Reposted from A Principal’s Reflections:

The structure and function of the majority of schools in this country is the exact opposite of the world that our learners are growing up in.  There is an automatic disconnect when students, regardless of their grade level, walk into schools due to the lack of engagement, relevancy, meaning, and authentic learning opportunities.  Our education system has become so efficient in sustaining a century old model because it is easy and safe.  The resulting conformity has resulted in a learning epidemic among our students as they see so little value in the cookie-cutter learning exercises they are forced to go through each day. The bottom line is that they are bored.  It is time that we create schools that work for our students as opposed to ones that have traditionally worked well for the adults.

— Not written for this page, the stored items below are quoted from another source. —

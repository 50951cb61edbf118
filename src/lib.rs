//! Crate root module declarations for the chess rules core.
//!
//! Board model and session types live under `game_state`, per-piece move
//! rules, check detection and terminal detection under `move_generation`,
//! and notation/layout/rendering helpers under `utils`. Presentation code
//! drives a game through `GameState` and the free functions re-exported
//! below.

pub mod chess_errors;

pub mod game_state {
    pub mod board;
    pub mod chess_move;
    pub mod chess_rules;
    pub mod chess_types;
    pub mod draw_offer;
    pub mod game_state;
}

pub mod move_generation {
    pub mod legal_move_apply;
    pub mod legal_move_checks;
    pub mod legal_move_generator;
    pub mod legal_move_shared;
    pub mod legal_moves_bishop;
    pub mod legal_moves_king;
    pub mod legal_moves_knight;
    pub mod legal_moves_pawn;
    pub mod legal_moves_queen;
    pub mod legal_moves_rook;
    pub mod move_generator;
    pub mod perft;
    pub mod terminal_evaluation;
}

pub mod utils {
    pub mod algebraic;
    pub mod fen_generator;
    pub mod fen_parser;
    pub mod move_notation;
    pub mod render_game_state;
}

pub use chess_errors::{ChessError, ChessResult};
pub use game_state::board::create_board;
pub use game_state::chess_move::{CapturedPieces, CheckStatus, ChessMove, GameStatus, Player};
pub use game_state::chess_types::{Board, Color, GameState, Piece, PieceId, PieceKind, Position};
pub use game_state::draw_offer::{DrawResponder, FixedDrawResponder, RandomDrawResponder};
pub use move_generation::legal_move_apply::apply_move;
pub use move_generation::legal_move_checks::{find_king_position, is_king_in_check};
pub use move_generation::legal_move_generator::{legal_moves, legal_moves_with, pseudo_legal_moves};
pub use move_generation::move_generator::MoveGenOptions;
pub use move_generation::terminal_evaluation::{evaluate_terminal, GameOverReason, GameOverStatus};
pub use utils::algebraic::{algebraic_to_position, position_to_algebraic};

Creating schools that work for students requires a bold vision for change that not only tackles the status quo inherent in the industrialized model of education, but also current education reform efforts. Even though Common Core is not a curriculum, many schools and districts have become so engrossed with alignment and preparing for the new aligned tests that real learning has fallen by the wayside.   We need to realize that this, along with other traditional elements associated with education, no longer prevail.  How we go about doing this will vary from school to school, but the process begins with the simple notion of putting students first to allow them to follow their passions, create, tinker, invent, play, and collaborate.  Schools that work for students focus less on control and more on trust.

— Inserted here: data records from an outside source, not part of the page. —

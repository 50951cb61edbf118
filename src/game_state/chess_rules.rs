//! Canonical chess-rule constants.
//!
//! Board dimensions, the standard starting layout, and the per-color ranks
//! that pawn movement and promotion depend on. Rows are indexed top to
//! bottom: Black's back rank is `y == 0`, White's is `y == 7`.

use crate::game_state::chess_types::Color;

pub const BOARD_SIZE: usize = 8;

/// Standard starting layout as a piece-placement string, listed from `y == 0`
/// (Black's back rank) down to `y == 7` (White's back rank).
pub const STARTING_LAYOUT: &str = "rnbqkbnr/pppppppp/8/8/8/8/PPPPPPPP/RNBQKBNR";

#[inline]
pub const fn back_rank(color: Color) -> u8 {
    match color {
        Color::White => 7,
        Color::Black => 0,
    }
}

/// Row from which a pawn of `color` may advance two squares.
#[inline]
pub const fn pawn_start_rank(color: Color) -> u8 {
    match color {
        Color::White => 6,
        Color::Black => 1,
    }
}

/// Row on which a pawn of `color` is promoted (the opponent's back rank).
#[inline]
pub const fn promotion_rank(color: Color) -> u8 {
    back_rank(color.opposite())
}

There is a common fallacy that school administrators are the leaders of change. This makes a great sound bite, but the reality is that many individuals in a leadership position are not actually working directly with students.  Teachers are the true catalysts of change that can create schools that work for kids. They are the ones, after all, who are tasked with implementing the myriad of directives and mandates that come their way. Leadership is about action, not position. Schools need more teacher leaders who are empowered through autonomy to take calculated risks in order to develop innovative approaches that enable deeper learning and higher order thinking without sacrificing accountability. If the goal in fact is to increase these elements in our education system then we have to allow students to demonstrate learning in a variety of ways.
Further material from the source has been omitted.